All the public header files are specified in ``src`` folder.
Command line apps
-----------------
bergamot-translator is intended to be used as a library. However, we
provide a command-line application which is capable of translating text
provided on standard-input. During development this application is used
to perform regression-tests.
Example command line run
------------------------
The models required to run the command-line are available at
`data.statmt.org/bergamot/models/ <http://data.statmt.org/bergamot/models/>`__.
The following example uses an English to German tiny11 student model,
available at:
- `data.statmt.org/bergamot/models/deen/ende.student.tiny11.tar.gz <http://data.statmt.org/bergamot/models/deen/ende.student.tiny11.tar.gz>`__
.. literalinclude:: ../examples/run-native.sh
:language: bash
Coding Style
------------
This repository contains C++ and JS source-files, of which C++ should
adhere to the clang-format based style guidelines.
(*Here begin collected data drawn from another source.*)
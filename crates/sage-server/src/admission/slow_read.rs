//! Slow-read protection.

use std::io;
use std::pin::Pin;
use std::task::{Context, Poll};
use std::time::Instant;
use tokio::io::{AsyncRead, AsyncWrite, ReadBuf};

/// Stream wrapper that fails reads falling below a minimum byte rate.
///
/// The guard accumulates bytes read since it wrapped the stream; once the
/// cumulative rate drops under `min_rate` bytes per second the next read
/// fails, which tears the connection down. Writes pass through untouched.
/// Per-read deadlines are the caller's job (the handler wraps each read in a
/// timeout), the guard only watches throughput.
#[derive(Debug)]
pub struct SlowReadGuard<S> {
    inner: S,
    min_rate: u64,
    started: Instant,
    bytes_read: u64,
}

impl<S> SlowReadGuard<S> {
    /// Wrap a stream.
    pub fn new(inner: S, min_rate: u64) -> Self {
        Self {
            inner,
            min_rate,
            started: Instant::now(),
            bytes_read: 0,
        }
    }

    /// Total bytes read through the guard.
    pub fn bytes_read(&self) -> u64 {
        self.bytes_read
    }

    /// Unwrap the inner stream.
    pub fn into_inner(self) -> S {
        self.inner
    }
}

impl<S: AsyncRead + Unpin> AsyncRead for SlowReadGuard<S> {
    fn poll_read(
        mut self: Pin<&mut Self>,
        cx: &mut Context<'_>,
        buf: &mut ReadBuf<'_>,
    ) -> Poll<io::Result<()>> {
        let before = buf.filled().len();
        match Pin::new(&mut self.inner).poll_read(cx, buf) {
            Poll::Ready(Ok(())) => {
                let filled = buf.filled().len() - before;
                if filled == 0 {
                    // EOF: nothing to rate-check
                    return Poll::Ready(Ok(()));
                }

                self.bytes_read += filled as u64;

                let elapsed = self.started.elapsed().as_secs_f64();
                if elapsed > 0.0 {
                    let rate = self.bytes_read as f64 / elapsed;
                    if rate < self.min_rate as f64 {
                        return Poll::Ready(Err(io::Error::other(
                            "connection below minimum read rate",
                        )));
                    }
                }

                Poll::Ready(Ok(()))
            }
            other => other,
        }
    }
}

impl<S: AsyncWrite + Unpin> AsyncWrite for SlowReadGuard<S> {
    fn poll_write(
        mut self: Pin<&mut Self>,
        cx: &mut Context<'_>,
        buf: &[u8],
    ) -> Poll<io::Result<usize>> {
        Pin::new(&mut self.inner).poll_write(cx, buf)
    }

    fn poll_flush(mut self: Pin<&mut Self>, cx: &mut Context<'_>) -> Poll<io::Result<()>> {
        Pin::new(&mut self.inner).poll_flush(cx)
    }

    fn poll_shutdown(mut self: Pin<&mut Self>, cx: &mut Context<'_>) -> Poll<io::Result<()>> {
        Pin::new(&mut self.inner).poll_shutdown(cx)
    }
}

#[cfg(test)]
mod tests {
    use super::*;
    use tokio::io::{AsyncReadExt, AsyncWriteExt};

    #[tokio::test]
    async fn test_fast_reads_pass() {
        let (mut tx, rx) = tokio::io::duplex(64);
        let mut guard = SlowReadGuard::new(rx, 1);

        tx.write_all(b"hello").await.unwrap();

        let mut buf = [0u8; 5];
        guard.read_exact(&mut buf).await.unwrap();
        assert_eq!(&buf, b"hello");
        assert_eq!(guard.bytes_read(), 5);
    }

    #[tokio::test]
    async fn test_slow_read_fails() {
        let (mut tx, rx) = tokio::io::duplex(64);
        let mut guard = SlowReadGuard::new(rx, 1_000_000);

        // A handful of bytes after a real delay cannot reach 1 MB/s
        tokio::time::sleep(std::time::Duration::from_millis(50)).await;
        tx.write_all(b"drip").await.unwrap();

        let mut buf = [0u8; 4];
        let err = guard.read_exact(&mut buf).await.unwrap_err();
        assert!(err.to_string().contains("minimum read rate"));
    }

    #[tokio::test]
    async fn test_eof_passes_through() {
        let (tx, rx) = tokio::io::duplex(64);
        drop(tx);

        let mut guard = SlowReadGuard::new(rx, 1_000_000);
        let mut buf = Vec::new();
        let n = guard.read_to_end(&mut buf).await.unwrap();
        assert_eq!(n, 0);
    }

    #[tokio::test]
    async fn test_writes_pass_through() {
        let (tx, mut rx) = tokio::io::duplex(64);
        let mut guard = SlowReadGuard::new(tx, 1);

        guard.write_all(b"pong").await.unwrap();
        guard.flush().await.unwrap();

        let mut buf = [0u8; 4];
        rx.read_exact(&mut buf).await.unwrap();
        assert_eq!(&buf, b"pong");
    }
}
//! Node configuration.

use crate::Args;
use anyhow::{Context, Result};
use sage_server::{ProtectionConfig, ServerConfig};
use serde::{Deserialize, Serialize};
use std::net::IpAddr;
use std::path::Path;
use std::time::Duration;

/// Complete node configuration.
#[derive(Debug, Clone, Default, Serialize, Deserialize)]
pub struct NodeConfig {
    /// Server section.
    #[serde(default)]
    pub server: ServerSection,
    /// Proof-of-work section.
    #[serde(default)]
    pub pow: PowSection,
    /// Protection section.
    #[serde(default)]
    pub protection: ProtectionSection,
}

/// Server knobs.
#[derive(Debug, Clone, Serialize, Deserialize)]
pub struct ServerSection {
    /// Listen address.
    pub bind_addr: String,
    /// Total exchange deadline in seconds.
    pub read_timeout_secs: u64,
    /// Per-write ceiling in seconds.
    pub write_timeout_secs: u64,
    /// Shutdown grace period in seconds.
    pub shutdown_timeout_secs: u64,
    /// Global concurrent connection cap.
    pub max_connections: usize,
}

impl Default for ServerSection {
    fn default() -> Self {
        Self {
            bind_addr: "0.0.0.0:4040".to_string(),
            read_timeout_secs: 5,
            write_timeout_secs: 5,
            shutdown_timeout_secs: 10,
            max_connections: 1000,
        }
    }
}

/// Proof-of-work knobs.
#[derive(Debug, Clone, Serialize, Deserialize)]
pub struct PowSection {
    /// Base difficulty.
    pub initial_difficulty: u8,
    /// Difficulty ceiling.
    pub max_difficulty: u8,
    /// Challenge lifetime in seconds.
    pub challenge_ttl_secs: u64,
    /// Difficulty adjustment interval in seconds.
    pub adjust_interval_secs: u64,
}

impl Default for PowSection {
    fn default() -> Self {
        Self {
            initial_difficulty: 4,
            max_difficulty: 8,
            challenge_ttl_secs: 300,
            adjust_interval_secs: 10,
        }
    }
}

/// Admission protection knobs.
#[derive(Debug, Clone, Serialize, Deserialize)]
pub struct ProtectionSection {
    /// Minimum sustained read rate in bytes per second.
    pub min_read_rate: u64,
    /// Per-read ceiling in seconds.
    pub read_timeout_secs: u64,
    /// If non-empty, only these IPs are admitted.
    pub ip_allowlist: Vec<String>,
    /// Rejected IPs.
    pub ip_denylist: Vec<String>,
    /// Failures before an IP is blocked.
    pub max_failed_attempts: u32,
    /// Failed-attempt block duration in seconds.
    pub failed_block_secs: u64,
    /// Memory usage percentage that rejects admissions.
    pub memory_threshold_percent: u64,
    /// Memory sampling interval in seconds.
    pub memory_check_secs: u64,
    /// Flood bucket capacity per IP.
    pub flood_bucket_size: i64,
    /// Flood bucket refill rate in tokens per second.
    pub flood_fill_rate: f64,
    /// Request-rate burst per IP.
    pub request_burst: u32,
    /// Request-rate entry lifetime in seconds.
    pub request_ttl_secs: u64,
    /// Concurrent connections allowed per IP.
    pub max_conns_per_ip: u32,
    /// Connection counter reset window in seconds.
    pub conn_ttl_secs: u64,
}

impl Default for ProtectionSection {
    fn default() -> Self {
        Self {
            min_read_rate: 100,
            read_timeout_secs: 10,
            ip_allowlist: Vec::new(),
            ip_denylist: Vec::new(),
            max_failed_attempts: 5,
            failed_block_secs: 900,
            memory_threshold_percent: 80,
            memory_check_secs: 60,
            flood_bucket_size: 100,
            flood_fill_rate: 10.0,
            request_burst: 10,
            request_ttl_secs: 3600,
            max_conns_per_ip: 10,
            conn_ttl_secs: 60,
        }
    }
}

impl NodeConfig {
    /// Load configuration from file and CLI args.
    pub fn load(config_path: &Path, args: &Args) -> Result<Self> {
        let mut config = if config_path.exists() {
            let content = std::fs::read_to_string(config_path)
                .with_context(|| format!("failed to read config file {}", config_path.display()))?;
            toml::from_str(&content).context("failed to parse config file")?
        } else {
            Self::default()
        };

        // Override with CLI args
        if let Some(ref bind) = args.bind {
            config.server.bind_addr = bind.clone();
        }
        if let Some(max) = args.max_connections {
            config.server.max_connections = max;
        }
        if let Some(difficulty) = args.difficulty {
            config.pow.initial_difficulty = difficulty;
        }

        Ok(config)
    }

    /// Assemble the server configuration.
    pub fn server_config(&self) -> Result<ServerConfig> {
        Ok(ServerConfig {
            bind_addr: self.server.bind_addr.clone(),
            read_timeout: Duration::from_secs(self.server.read_timeout_secs),
            write_timeout: Duration::from_secs(self.server.write_timeout_secs),
            shutdown_timeout: Duration::from_secs(self.server.shutdown_timeout_secs),
            max_connections: self.server.max_connections,
            initial_difficulty: self.pow.initial_difficulty,
            max_difficulty: self.pow.max_difficulty,
            challenge_ttl: Duration::from_secs(self.pow.challenge_ttl_secs),
            adjust_interval: Duration::from_secs(self.pow.adjust_interval_secs),
            protection: self.protection_config()?,
        })
    }

    fn protection_config(&self) -> Result<ProtectionConfig> {
        let p = &self.protection;
        Ok(ProtectionConfig {
            min_read_rate: p.min_read_rate,
            read_timeout: Duration::from_secs(p.read_timeout_secs),
            ip_allowlist: parse_ip_list(&p.ip_allowlist).context("invalid ip_allowlist entry")?,
            ip_denylist: parse_ip_list(&p.ip_denylist).context("invalid ip_denylist entry")?,
            max_failed_attempts: p.max_failed_attempts,
            failed_block_time: Duration::from_secs(p.failed_block_secs),
            memory_threshold_percent: p.memory_threshold_percent,
            memory_check_interval: Duration::from_secs(p.memory_check_secs),
            flood_bucket_size: p.flood_bucket_size,
            flood_fill_rate: p.flood_fill_rate,
            request_burst: p.request_burst,
            request_ttl: Duration::from_secs(p.request_ttl_secs),
            max_conns_per_ip: p.max_conns_per_ip,
            conn_ttl: Duration::from_secs(p.conn_ttl_secs),
        })
    }
}

fn parse_ip_list(entries: &[String]) -> Result<Vec<IpAddr>> {
    entries
        .iter()
        .map(|s| {
            s.parse::<IpAddr>()
                .with_context(|| format!("not an IP address: {s}"))
        })
        .collect()
}
//! # sage-protocol
//!
//! Wire protocol for the sage quote service.
//!
//! This crate provides:
//! - Message framing (fixed 8-byte header + JSON payload)
//! - Payload types for the challenge/solution exchange
//! - A tokio codec for running the protocol over a TCP stream

mod codec;
mod error;
mod message;

pub use codec::FrameCodec;
pub use error::{ProtocolError, ProtocolResult};
pub use message::{
    ChallengePayload, ErrorPayload, Message, MessageType, Payload, QuotePayload, SolutionPayload,
};

/// Protocol version carried in every header.
pub const PROTOCOL_VERSION: u8 = 1;

/// Header size: version (1) + type (1) + flags (2) + length (4) = 8 bytes.
pub const HEADER_SIZE: usize = 8;

/// Maximum total message size (header + payload).
pub const MAX_MESSAGE_SIZE: usize = 64 * 1024;

/// Maximum payload size.
pub const MAX_PAYLOAD_SIZE: usize = MAX_MESSAGE_SIZE - HEADER_SIZE;

/// Error code sent when the server fails internally mid-exchange.
pub const CODE_INTERNAL_ERROR: &str = "INTERNAL_ERROR";

/// Error code sent when a proof-of-work solution does not verify.
pub const CODE_INVALID_SOLUTION: &str = "INVALID_SOLUTION";

/// Error code sent when the client's frame is not a solution.
pub const CODE_INVALID_MESSAGE_TYPE: &str = "INVALID_MESSAGE_TYPE";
You may configure
your development environment to use the ``.clang-format`` and
``.clang-format-ignore`` files provided in the root folder of this
repository with your preferred choice of editor/tooling.
One simple and recommended method to get your code to adhere to this
style is to issue the following command in the source-root of this
repository, which is used to also check for the coding style in the CI.
.. code:: bash
python3 run-clang-format.py -i --style file -r src wasm